Autonomia das comunidades
Durante o trabalho, os médicos mestrandos tiveram orientação pedagógica para pensar a melhor maneira de realizar as atividades juntamente com as famílias dos assentamentos.
O coordenador do Programa de Pós-graduação da Escola de Governo Fiocruz, André Fenner, explica que a pesquisa teórica esteve presente antes da entrada nos territórios.
Toda a parte teórica sobre a vigilância popular em saúde, sobre a questão da pedagogia freiriana, da pedagogia da autonomia e da alternância. Por exemplo, passamos um período fazendo formação e outro aplicando no território.
A variação entre momentos de aula e de prática na comunidade buscam não só intervir pontualmente no local, mas formar os agentes de saúde para que possam ter uma autonomia de atuação em suas comunidades.
Aplicativo em parceria com a comunidade
O profissional da saúde integrante da RNMMP, Fernando Paixão, também faz parte do programa de mestrado da Fiocruz. Responsável por acompanhar a região dos municípios de Itatira e Canindé, desde 2020 tem construído um aplicativo de saúde capaz de criar um banco de dados.
A ferramenta busca auxiliar o trabalho dos agentes, uma vez que ao coletar informações, será possível monitorar o quadro de saúde dos moradores, compreender suas condições socioeconômicas e potencialmente pensar em políticas públicas.
Esse aplicativo busca dar autonomia e imersão da comunidade nessa vigilância popular de saúde. A ferramenta auxiliar na coleta de dados e a partir disso, vamos saber a condição de saúde das pessoas e as maiores necessidades.
Atualmente, o aplicativo passa pelo processo de teste no Assentamento Vida Nova, conhecido como Comunidade Transval. Assim, juntamente com a atuação dos Agentes Populares de Saúde do Campo do Ceará, poderão reduzir as dificuldades de acesso à serviços básicos de saúde.

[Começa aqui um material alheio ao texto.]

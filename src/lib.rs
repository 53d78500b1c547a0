//! workflow-sync - GitHub workflow synchronizer library
//!
//! Keeps a generated CI workflow file in sync across every repository an
//! organization's base projects depend on:
//! - Walks the composer dependency tree of each base project version
//! - Aggregates the repositories and branches found into version pairs
//! - Renders a workflow template for each pair
//! - Commits differing workflows to a working branch and opens pull requests

pub mod aggregate;
pub mod cli;
pub mod config;
pub mod domain;
pub mod error;
pub mod gateway;
pub mod logging;
pub mod manifest;
pub mod orchestrator;
pub mod output;
pub mod reconcile;
pub mod render;
pub mod walker;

Vendo a saúde como um âmbito muito maior do que apenas a ausência de doença, vê também que aborda a capacidade de ter acesso à alimentação de qualidade, à moradia, saneamento básico e transporte.
“A saúde se constrói junto com a comunidade, que busca identificar seus problemas e potencialidades A partir da organização poder cobrar do poder público suas necessidades e demandas”, conclui.